{Atendimento ao público }

 O serviço de atendimento ao público da Direção Geral dos Assuntos Consulares e das Comunidades Portuguesas funciona em Lisboa e no Porto, nas seguintes moradas e horários de atendimento:

Lisboa - Largo das Necessidades, nº 42, 1350-179 Lisboa
Dias úteis das 9h às 12h30 (horário provisório) 
Contacto: (+ 351) 217 929 700 / 217 929 723

Porto – Rua do Rosário nº 135, 4050-523 Porto

Dias úteis das 9h15 às 12h30 e das 14h00 às 16h30
Contacto: (+ 351) 223 395 450 / 223 395 469

Serviços disponíveis

  • Prestação de informações sobre certificação de documentos
  • Prestação de informações para quem deseja emigrar
  • Reconhecimento das assinaturas dos funcionários consulares portugueses, quando não estiverem autenticadas com o selo branco ou ofereçam dúvidas, nos termos da alínea f) do n.º 3 do art. 2º da Portaria n.º 30/2012, de 31 de Janeiro
  • Emissão de declarações destinadas a certificar a existência ou a reconhecer a validade de factos ou situações que já existam, de que são exemplos as participações, os certificados e certidões, os atestados, ou as informações prestadas ao público.

Os pedidos de reconhecimento de assinaturas e de emissão de declarações, devem ser solicitados pelos requerentes mediante o preenchimento do formulário aqui disponibilizado.

A declaração a emitir segue o modelo e tem o fundamento aqui disponibilizado.

Nota: Os serviços de atendimento ao público da DGACCP NÃO procedem ao reconhecimento das assinaturas dos funcionários consulares estrangeiros em Portugal.

 

Taxas aplicadas

Nos termos do Despacho n.º 9690/2013, de 24 de julho, por cada ato de reconhecimento de assinatura de documento, realizado pelos serviços de atendimento ao público da Direção-Geral dos Assuntos Consulares e das Comunidades Portuguesas, é cobrada uma taxa de 5 euros e emitida a respetiva fatura.

O pagamento das taxas devidas poderá ser efectuado:

  • em numerário
  • por transferência bancária, para o IBAN PT50 0781 0112 0000 0006 660 73, mediante a apresentação do respetivo comprovativo
  • por cheque visado, para valores superiores a 50 euros

 

Informação complementar – Convenção de Haia

 Nos Estados-Parte à Convenção Relativa à Supressão da Exigência da Legalização dos Atos Públicos Estrangeiros (Convenção de Haia, de 5 de Outubro de 1961)[1], é dispensada a exigência da legalização diplomática ou consular dos atos públicos (e que devam produzir efeitos no território de outro país), consistindo a única formalidade exigível para esse efeito na aposição da apostila, passada pela autoridade competente do Estado donde o documento é originário.

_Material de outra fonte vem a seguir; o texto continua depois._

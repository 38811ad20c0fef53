//! Track assembly
//!
//! Sequentially re-reads the files the scanner matched, extracts every
//! position sample belonging to the target aircraft, and accumulates them
//! into one ordered point sequence. Points land in file-iteration order,
//! then in-file trail order; no de-duplication, no merging of overlapping
//! trails. An optional stable timestamp sort can be enabled for callers that
//! want a chronologically coherent trail across files.
//!
//! Nothing here aborts the batch: files that fail to read and records that
//! fail to decode are collected into the build report instead.

use crate::formats::extract_points;
use crate::snapshot::load_snapshot;
use crate::types::{DecoderError, SkipReason, TrackPoint};
use std::path::Path;

/// Builds one track for one target aircraft
pub struct TrackBuilder {
    icao: String,
    sort_by_time: bool,
}

/// A finished track plus the diagnostics gathered while building it
#[derive(Debug)]
pub struct BuiltTrack {
    /// Accumulated points, ready for serialization
    pub points: Vec<TrackPoint>,
    /// What was read, what was skipped, and why
    pub report: BuildReport,
}

/// Diagnostics for one build pass
#[derive(Debug, Default)]
pub struct BuildReport {
    /// Number of matched files successfully read
    pub files_read: usize,
    /// Matched files that could not be read or parsed on the second pass
    pub file_failures: Vec<FileFailure>,
    /// Records that contributed zero points, with the reason for each
    pub skipped_records: Vec<SkippedRecord>,
}

/// One matched file that failed during the build pass
#[derive(Debug)]
pub struct FileFailure {
    pub file: String,
    pub error: DecoderError,
}

/// One record of the target aircraft that was skipped
#[derive(Debug)]
pub struct SkippedRecord {
    /// File the record came from
    pub file: String,
    /// Why the record contributed no points
    pub reason: SkipReason,
}

impl TrackBuilder {
    /// Create a builder for the given transponder code
    pub fn new(icao: impl Into<String>) -> Self {
        Self {
            icao: icao.into(),
            sort_by_time: false,
        }
    }

    /// Builder method: stably sort the accumulated points by timestamp
    /// before returning them
    ///
    /// Off by default: the plain accumulation order (file order, then trail
    /// order) is the tool's documented contract, and multiple snapshot files
    /// may contain overlapping trail segments that only a sort untangles.
    pub fn with_time_sorting(mut self, enabled: bool) -> Self {
        self.sort_by_time = enabled;
        self
    }

    /// Assemble the track from the matched files under `dir`
    ///
    /// `files` is iterated in input order. All per-file and per-record
    /// failures are isolated into the report; this call itself cannot fail.
    pub fn build(&self, dir: &Path, files: &[String]) -> BuiltTrack {
        let mut points = Vec::new();
        let mut report = BuildReport::default();

        for file in files {
            let snapshot = match load_snapshot(&dir.join(file)) {
                Ok(snapshot) => snapshot,
                Err(error) => {
                    log::warn!("Skipping matched file {}: {}", file, error);
                    report.file_failures.push(FileFailure {
                        file: file.clone(),
                        error,
                    });
                    continue;
                }
            };
            report.files_read += 1;

            for aircraft in snapshot.aircraft.iter().filter(|ac| ac.matches(&self.icao)) {
                match extract_points(aircraft) {
                    Ok(extracted) => {
                        log::debug!("{}: {} points from {}", self.icao, extracted.len(), file);
                        points.extend(extracted);
                    }
                    Err(reason) => {
                        log::warn!("Skipping record of {} in {}: {}", self.icao, file, reason);
                        report.skipped_records.push(SkippedRecord {
                            file: file.clone(),
                            reason,
                        });
                    }
                }
            }
        }

        if self.sort_by_time {
            points.sort_by_key(|point| point.time);
        }

        log::info!(
            "Built track for {}: {} points, {} skipped records, {} file failures",
            self.icao,
            points.len(),
            report.skipped_records.len(),
            report.file_failures.len()
        );

        BuiltTrack { points, report }
    }
}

Entende-se por legalização apenas a formalidade pela qual os agentes diplomáticos ou consulares sobre cujo território o ato deve produzir os seus efeitos reconhecem a assinatura, a qualidade em que o signatário atuou e, sendo caso disso, a autenticidade do selo ou do carimbo que constem do ato.

Portugal é Estado-Parte à Convenção de Haia, encontrando-se o Procurador-Geral da República designado como autoridade central/competente para efeitos da emissão/verificação de apostilas (n.º 1 do art. 2.º do Decreto-Lei n.º 86/2009, de 3 de abril).

A legalização de atos públicos portugueses, que visem produzir efeitos em Estados estrangeiros, que sejam parte à Convenção de Haia (vide sítio eletrónico da Conferência da Haia: https://www.hcch.net/pt/ instruments/conventions/status-table), compete ao Procurador-Geral da República (PGR), na qualidade de autoridade central/competente para efeitos da emissão/verificação de apostilas (http://www.ministeriopublico.pt/ perguntas-frequentes/servico-apostilas), e para cujos serviços são encaminhados os interessados.

Nota: Não se encontram atribuídas competências de legalização de atos públicos portugueses, que visem produzir efeitos em Estados estrangeiros, a quaisquer outras entidades.

Regulamento do Serviço de Apostila

[1]     Aprovada para ratificação pelo Decreto-Lei n.º 48 450, de 24 de Junho de 1968, publicada no Diário da República, I Série, n.º 148, de 24 de Junho de 1968 (pag. 915 e segs).